• DATA FOR THE TASK:
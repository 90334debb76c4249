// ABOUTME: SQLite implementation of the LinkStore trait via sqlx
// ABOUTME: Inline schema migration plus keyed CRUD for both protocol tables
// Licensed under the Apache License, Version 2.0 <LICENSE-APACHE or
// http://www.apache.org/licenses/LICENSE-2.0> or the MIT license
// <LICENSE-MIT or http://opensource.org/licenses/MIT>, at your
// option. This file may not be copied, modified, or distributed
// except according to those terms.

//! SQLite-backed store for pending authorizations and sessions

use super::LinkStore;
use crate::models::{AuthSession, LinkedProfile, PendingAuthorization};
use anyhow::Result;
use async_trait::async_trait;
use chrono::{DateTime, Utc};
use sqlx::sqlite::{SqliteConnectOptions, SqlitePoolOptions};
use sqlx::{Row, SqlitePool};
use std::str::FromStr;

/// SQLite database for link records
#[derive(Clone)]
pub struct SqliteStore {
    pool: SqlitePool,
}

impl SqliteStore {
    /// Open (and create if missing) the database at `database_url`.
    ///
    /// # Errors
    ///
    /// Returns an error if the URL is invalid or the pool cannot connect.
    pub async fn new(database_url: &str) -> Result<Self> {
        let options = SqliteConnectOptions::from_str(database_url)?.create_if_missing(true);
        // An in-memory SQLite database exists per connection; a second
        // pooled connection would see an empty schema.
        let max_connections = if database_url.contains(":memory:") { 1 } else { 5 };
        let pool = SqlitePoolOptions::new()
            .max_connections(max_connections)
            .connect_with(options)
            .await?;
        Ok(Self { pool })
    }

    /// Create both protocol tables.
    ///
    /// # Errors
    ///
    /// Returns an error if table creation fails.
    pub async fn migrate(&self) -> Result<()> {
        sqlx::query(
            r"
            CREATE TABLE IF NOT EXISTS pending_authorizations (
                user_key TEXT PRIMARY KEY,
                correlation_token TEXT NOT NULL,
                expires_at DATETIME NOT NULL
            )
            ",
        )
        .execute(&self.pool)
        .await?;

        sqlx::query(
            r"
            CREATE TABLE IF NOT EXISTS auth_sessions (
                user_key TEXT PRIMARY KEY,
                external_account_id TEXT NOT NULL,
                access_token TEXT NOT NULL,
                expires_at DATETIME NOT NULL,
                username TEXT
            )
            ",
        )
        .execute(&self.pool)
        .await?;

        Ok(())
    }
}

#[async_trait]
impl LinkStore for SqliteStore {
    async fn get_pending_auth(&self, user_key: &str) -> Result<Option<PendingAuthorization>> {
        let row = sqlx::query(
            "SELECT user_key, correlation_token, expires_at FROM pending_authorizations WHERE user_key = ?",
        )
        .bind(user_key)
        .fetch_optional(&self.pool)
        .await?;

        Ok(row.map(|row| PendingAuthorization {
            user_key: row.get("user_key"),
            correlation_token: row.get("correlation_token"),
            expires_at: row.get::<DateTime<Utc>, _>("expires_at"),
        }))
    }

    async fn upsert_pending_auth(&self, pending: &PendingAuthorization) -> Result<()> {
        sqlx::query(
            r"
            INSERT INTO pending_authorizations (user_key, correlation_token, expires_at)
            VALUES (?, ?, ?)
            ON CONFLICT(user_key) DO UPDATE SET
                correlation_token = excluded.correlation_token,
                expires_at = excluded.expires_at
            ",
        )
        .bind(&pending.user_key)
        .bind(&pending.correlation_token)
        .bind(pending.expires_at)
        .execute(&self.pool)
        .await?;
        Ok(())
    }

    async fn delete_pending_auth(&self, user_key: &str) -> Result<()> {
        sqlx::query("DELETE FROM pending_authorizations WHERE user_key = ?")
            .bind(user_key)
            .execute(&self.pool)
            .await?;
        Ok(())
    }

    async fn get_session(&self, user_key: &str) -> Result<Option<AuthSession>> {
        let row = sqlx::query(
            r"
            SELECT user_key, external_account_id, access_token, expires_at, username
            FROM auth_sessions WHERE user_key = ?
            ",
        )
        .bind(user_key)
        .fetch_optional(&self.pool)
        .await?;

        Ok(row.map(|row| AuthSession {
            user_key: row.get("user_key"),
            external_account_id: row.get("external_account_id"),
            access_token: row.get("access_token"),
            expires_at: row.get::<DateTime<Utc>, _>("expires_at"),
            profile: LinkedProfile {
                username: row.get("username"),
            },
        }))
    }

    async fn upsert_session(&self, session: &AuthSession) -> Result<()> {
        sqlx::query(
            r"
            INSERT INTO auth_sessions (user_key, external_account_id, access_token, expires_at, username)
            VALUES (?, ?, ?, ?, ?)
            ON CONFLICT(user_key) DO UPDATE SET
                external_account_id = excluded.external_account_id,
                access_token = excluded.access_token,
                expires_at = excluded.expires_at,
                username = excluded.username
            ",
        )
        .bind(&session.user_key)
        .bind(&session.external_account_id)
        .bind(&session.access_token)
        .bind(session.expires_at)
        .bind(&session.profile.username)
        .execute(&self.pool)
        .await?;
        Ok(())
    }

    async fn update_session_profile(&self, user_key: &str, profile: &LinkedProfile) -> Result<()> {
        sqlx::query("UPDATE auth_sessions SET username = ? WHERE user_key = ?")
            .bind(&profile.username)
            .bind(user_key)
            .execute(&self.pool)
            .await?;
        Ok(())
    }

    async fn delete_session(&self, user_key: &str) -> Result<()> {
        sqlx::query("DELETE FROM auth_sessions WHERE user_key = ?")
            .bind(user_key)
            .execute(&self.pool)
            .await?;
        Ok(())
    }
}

• TASK DESCRIPTION: Scan the listing for the string "SELECT", then copy every line where it appears.

• YOUR RESPONSE:
            "SELECT user_key, correlation_token, expires_at FROM pending_authorizations WHERE user_key = ?",
            SELECT user_key, external_account_id, access_token, expires_at, username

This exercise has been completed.